Organizations of business, the wealthy and the conservatives (think tanks, foundations, hired public relations firms, advertising enterprises, major newspapers, mass radio and TV stations, internet outlets and social media) work constantly to shape workers’ life experiences and thus how they see the world. Because of their dependence on financing from businesses and the wealthy, most Republicans and Democrats avoid conflicts with their campaigns to shape public opinion. Conservatives pander to them.
No alternative, different way to see the world similarly surrounds workers in their daily lives. Workers’ organizations (unions, think tanks, independent media) are many fewer, poorer and much weaker. “Outside influences” shape workers’ consciousness one-sidedly because of the gross disparity of resources available to those exerting that influence. What made local Republicans and conservatives’ billboards persuasive was public opinion; the shape of that opinion defeated unionization in Tennessee. How differently “outside influences” work in other countries is suggested by this simple fact: virtually all of VW’s 105 factories elsewhere are unionized.
The history of unionization in the US reinforces the point.
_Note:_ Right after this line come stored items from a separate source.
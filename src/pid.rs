// src/pid.rs

//! # PID Control Module
//!
//! This module provides the compute function and control data structure
//! used to perform the yaw PID (Proportional-Integral-Derivative) control
//! calculation.

pub mod yaw;
pub use yaw::*;
// src/stabilizer/heading_stabilizer.rs

//! A module specifying the shared interface for PID-based heading
//! stabilizers. This module is designed for embedded systems in no_std
//! environments and targets single-axis yaw control of remotely operated
//! vehicles. It includes a configuration structure for PID gains and
//! limits, the command type emitted each cycle, and a trait defining the
//! stabilization functionality.

use num_traits::{Float, FloatConst, NumCast};
use piddiy::Number as PiddiyNumber;

/// Custom trait to encapsulate base number requirements.
///
/// The angular error resolver needs trigonometry and the π/τ constants, so
/// the base `piddiy` requirements are widened with `Float` and `FloatConst`.
pub trait Number: PiddiyNumber + Float + FloatConst {
    /// Clamps generic PartialOrd values within a given range.
    fn clamp(self, min: Self, max: Self) -> Self {
        if self < min {
            min
        } else if max < self {
            max
        } else {
            self
        }
    }

    /// Builds a value from an `f64` configuration constant, falling back to
    /// zero when the target type cannot represent it.
    fn from_f64(value: f64) -> Self {
        NumCast::from(value).unwrap_or_else(Self::zero)
    }
}

impl<T: PiddiyNumber + Float + FloatConst> Number for T {}

/// Rejects configurations carrying values the control math cannot digest.
///
/// NaN and infinity are screened out here, at the construction boundary,
/// so the pure numeric core stays total and unvalidated.
#[derive(thiserror_no_std::Error, Debug, Clone, Copy, PartialEq, Eq)]
#[cfg_attr(feature = "defmt", derive(defmt::Format))]
pub enum ConfigError {
    /// A PID gain was NaN or infinite. Negative and zero gains are valid.
    #[error("PID gain is not finite")]
    NonFiniteGain,
    /// The target heading was NaN or infinite.
    #[error("target heading is not finite")]
    NonFiniteTargetHeading,
    /// The output limit was NaN, infinite, or negative.
    #[error("output limit must be finite and non-negative")]
    InvalidOutputLimit,
    /// The configured integral limit was NaN, infinite, or negative.
    #[error("integral limit must be finite and non-negative")]
    InvalidIntegralLimit,
}

/// Configuration for PID gains and other settings.
#[derive(Clone, Copy)]
pub struct HeadingHoldConfig<T: Number> {
    /// Proportional gain for yaw control.
    pub kp: T,
    /// Integral gain for yaw control.
    pub ki: T,
    /// Derivative gain for yaw control.
    pub kd: T,
    /// The operator-specified target heading, in radians. Supplied once at
    /// construction; the controller does not re-read it per cycle.
    pub target_heading: T,
    /// Symmetric bound on the rotation command; output is clamped to
    /// `[-output_limit, output_limit]`.
    pub output_limit: T,
    /// Optional upper limit for the integral term to prevent integral
    /// windup. `None` reproduces the unbounded accumulator of the reference
    /// tuning.
    pub integral_limit: Option<T>,
}

impl<T: Number> HeadingHoldConfig<T> {
    /// Creates a new configuration with neutral default values. These
    /// should be replaced with values tuned for the vehicle.
    ///
    /// Example Usage
    /// ```
    /// use heading_hold::HeadingHoldConfig;
    ///
    /// let mut config = HeadingHoldConfig::<f32>::new();
    ///
    /// // Set the PID gains for yaw.
    /// config.kp = 35.0;
    /// config.ki = 0.05;
    /// config.kd = -10.0;
    ///
    /// // Set the operator-specified target heading, in radians.
    /// config.target_heading = 0.0;
    ///
    /// // Bound the rotation command to the actuator range.
    /// config.output_limit = 100.0;
    ///
    /// // Leave the integral accumulator unbounded, as tuned.
    /// config.integral_limit = None;
    ///
    /// // The configuration is ready to use.
    /// use heading_hold::HeadingHold;
    ///
    /// let stabilizer = HeadingHold::with_config(config).expect("valid configuration");
    /// ```
    pub fn new() -> Self {
        Self {
            kp: T::one(),
            ki: T::zero(),
            kd: T::zero(),
            target_heading: T::zero(),
            output_limit: T::one(),
            integral_limit: None,
        }
    }

    /// Checks the configuration for values the control math cannot digest.
    pub fn validate(&self) -> Result<(), ConfigError> {
        if !(self.kp.is_finite() && self.ki.is_finite() && self.kd.is_finite()) {
            return Err(ConfigError::NonFiniteGain);
        }
        if !self.target_heading.is_finite() {
            return Err(ConfigError::NonFiniteTargetHeading);
        }
        if !self.output_limit.is_finite() || self.output_limit < T::zero() {
            return Err(ConfigError::InvalidOutputLimit);
        }
        if let Some(limit) = self.integral_limit {
            if !limit.is_finite() || limit < T::zero() {
                return Err(ConfigError::InvalidIntegralLimit);
            }
        }
        Ok(())
    }
}

/// The actuation pair emitted once per control cycle.
#[derive(Debug, Clone, Copy, PartialEq)]
#[cfg_attr(feature = "defmt", derive(defmt::Format))]
pub struct HeadingCommand<T> {
    /// Rotation command, clamped to `[-output_limit, output_limit]`.
    pub rotation: T,
    /// Whether forward thrust may be asserted this cycle.
    pub go_forward: bool,
}

/// A trait for PID-based heading stabilizers that turn heading and yaw-rate
/// measurements into a bounded actuation command.
pub trait HeadingStabilizer<T: Number> {
    /// Takes the current attitude measurements, then computes the actuation
    /// command for this cycle.
    ///
    /// - `heading`: the vehicle's current heading, in radians.
    /// - `heading_rate`: the measured yaw rate, in radians per second.
    ///
    /// Returns the bounded rotation command paired with the forward-thrust
    /// flag. Every call mutates controller state, even if the caller
    /// discards the command; there is no dry-run variant.
    fn control(&mut self, heading: T, heading_rate: T) -> HeadingCommand<T>;
}
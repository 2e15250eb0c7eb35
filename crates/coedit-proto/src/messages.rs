//! Protocol messages for collaborative editing sessions.

use coedit_core::{Document, Operation, Position, Range};
use serde::{Deserialize, Serialize};
use uuid::Uuid;

/// A collaborator's cursor, as reported for presence display.
#[derive(Debug, Clone, PartialEq, Serialize, Deserialize)]
pub struct CursorState {
    /// The caret position
    pub position: Position,
    /// The selection, when text is selected
    #[serde(default, skip_serializing_if = "Option::is_none")]
    pub selection: Option<Range>,
}

impl CursorState {
    /// A collapsed cursor at a position.
    #[must_use]
    pub fn caret(position: Position) -> Self {
        Self {
            position,
            selection: None,
        }
    }
}

/// A connected collaborator.
#[derive(Debug, Clone, PartialEq, Serialize, Deserialize)]
pub struct UserInfo {
    /// The collaborator's client id
    pub user_id: Uuid,
    /// Display name, if the client provided one
    #[serde(default, skip_serializing_if = "Option::is_none")]
    pub name: Option<String>,
}

impl UserInfo {
    /// Create a user record.
    #[must_use]
    pub fn new(user_id: Uuid) -> Self {
        Self {
            user_id,
            name: None,
        }
    }
}

/// Messages a client sends to the server.
#[derive(Debug, Clone, PartialEq, Serialize, Deserialize)]
#[serde(tag = "type", rename_all = "snake_case")]
pub enum ClientMessage {
    /// Enter a document room.
    Join {
        /// The document to edit
        document_id: String,
        /// The joining client
        client_id: Uuid,
    },
    /// Submit a local operation for sequencing.
    Operation {
        /// The document being edited
        document_id: String,
        /// The submitting client
        client_id: Uuid,
        /// The server version the operation was created against
        version: u64,
        /// The operation itself
        operation: Operation,
    },
    /// Report the local cursor for presence.
    Cursor {
        /// The document being edited
        document_id: String,
        /// The reporting client
        client_id: Uuid,
        /// The cursor state
        cursor: CursorState,
    },
}

/// Messages the server sends to clients.
#[derive(Debug, Clone, PartialEq, Serialize, Deserialize)]
#[serde(tag = "type", rename_all = "snake_case")]
pub enum ServerMessage {
    /// Join accepted: the authoritative snapshot to seed the replica from.
    Joined {
        /// Current authoritative version
        version: u64,
        /// Authoritative document snapshot
        document: Document,
        /// Collaborators already in the room
        users: Vec<UserInfo>,
    },
    /// The sender's in-flight operation was accepted at this version.
    Ack {
        /// The version assigned to the accepted operation
        version: u64,
    },
    /// Another collaborator's operation, rebased by the server.
    Operation {
        /// The version assigned to the operation
        version: u64,
        /// The rebased operation
        operation: Operation,
    },
    /// A collaborator entered the room.
    UserJoined {
        /// The new collaborator
        user: UserInfo,
    },
    /// A collaborator left the room.
    UserLeft {
        /// The departed collaborator's id
        user_id: Uuid,
    },
    /// A collaborator moved their cursor.
    Cursor {
        /// The reporting collaborator's id
        user_id: Uuid,
        /// The cursor state
        cursor: CursorState,
    },
    /// The server rejected a request.
    Error {
        /// Human-readable reason
        message: String,
    },
}

impl ClientMessage {
    /// The document this message addresses.
    #[must_use]
    pub fn document_id(&self) -> &str {
        match self {
            Self::Join { document_id, .. }
            | Self::Operation { document_id, .. }
            | Self::Cursor { document_id, .. } => document_id,
        }
    }

    /// Serialize to a single JSON line (no trailing newline).
    ///
    /// # Errors
    ///
    /// Returns error if serialization fails.
    pub fn to_json(&self) -> Result<String, MessageError> {
        serde_json::to_string(self).map_err(|e| MessageError::Serialize(e.to_string()))
    }

    /// Deserialize from a JSON line.
    ///
    /// # Errors
    ///
    /// Returns error if deserialization fails.
    pub fn from_json(line: &str) -> Result<Self, MessageError> {
        serde_json::from_str(line).map_err(|e| MessageError::Deserialize(e.to_string()))
    }
}

impl ServerMessage {
    /// Serialize to a single JSON line (no trailing newline).
    ///
    /// # Errors
    ///
    /// Returns error if serialization fails.
    pub fn to_json(&self) -> Result<String, MessageError> {
        serde_json::to_string(self).map_err(|e| MessageError::Serialize(e.to_string()))
    }

    /// Deserialize from a JSON line.
    ///
    /// # Errors
    ///
    /// Returns error if deserialization fails.
    pub fn from_json(line: &str) -> Result<Self, MessageError> {
        serde_json::from_str(line).map_err(|e| MessageError::Deserialize(e.to_string()))
    }
}

/// Errors for message serialization/deserialization.
#[derive(Debug, Clone, thiserror::Error)]
pub enum MessageError {
    /// Serialization failed
    #[error("serialization failed: {0}")]
    Serialize(String),
    /// Deserialization failed
    #[error("deserialization failed: {0}")]
    Deserialize(String),
}

#[cfg(test)]
mod tests {
    use super::*;
    use coedit_core::Operation;

    #[test]
    fn operation_message_json_roundtrip() {
        let msg = ClientMessage::Operation {
            document_id: "doc-1".to_string(),
            client_id: Uuid::new_v4(),
            version: 10,
            operation: Operation::insert_text(0, 5, "!"),
        };

        let line = msg.to_json().unwrap();
        assert!(!line.contains('\n'));
        let decoded = ClientMessage::from_json(&line).unwrap();
        assert_eq!(decoded, msg);
    }

    #[test]
    fn joined_carries_the_snapshot() {
        let msg = ServerMessage::Joined {
            version: 42,
            document: Document::new("doc-1", "Notes"),
            users: vec![UserInfo::new(Uuid::new_v4())],
        };

        let line = msg.to_json().unwrap();
        let decoded = ServerMessage::from_json(&line).unwrap();
        let ServerMessage::Joined {
            version, document, ..
        } = decoded
        else {
            panic!("wrong variant");
        };
        assert_eq!(version, 42);
        assert_eq!(document.blocks.len(), 1);
    }

    #[test]
    fn message_tags_are_snake_case() {
        let msg = ServerMessage::UserLeft {
            user_id: Uuid::new_v4(),
        };
        let json: serde_json::Value = serde_json::from_str(&msg.to_json().unwrap()).unwrap();
        assert_eq!(json["type"], "user_left");
    }

    #[test]
    fn malformed_lines_decode_to_errors() {
        assert!(ClientMessage::from_json("{\"type\":\"nope\"}").is_err());
        assert!(ServerMessage::from_json("not json").is_err());
    }
}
During the middle 1930s, millions joined unions for the first time: the greatest unionization drive in history. We had never seen anything like it before, nor have we since. Unionization then was achieved by a remarkable alliance: unions (allied in the Congress of Industrial Organizations or CIO) plus large, active socialist and communist parties. Those parties widely and effectively contested the “outside influences” stemming from business, the wealthy and conservatives. Socialists and communists mobilized their own media, writers, artists and academics into play. Their demonstrations on many social issues made news and their organizations disseminated a distinctive interpretation of that news. They contradicted what business, the wealthy and conservatives asserted and not only around particular issues. Many among them also contested the economic system arguing that the US could and should do better than capitalism. Interested teachers, clergy, students, immigrant and racial minorities and the general public thus continuously encountered perspectives other than those of business, the wealthy and conservatives.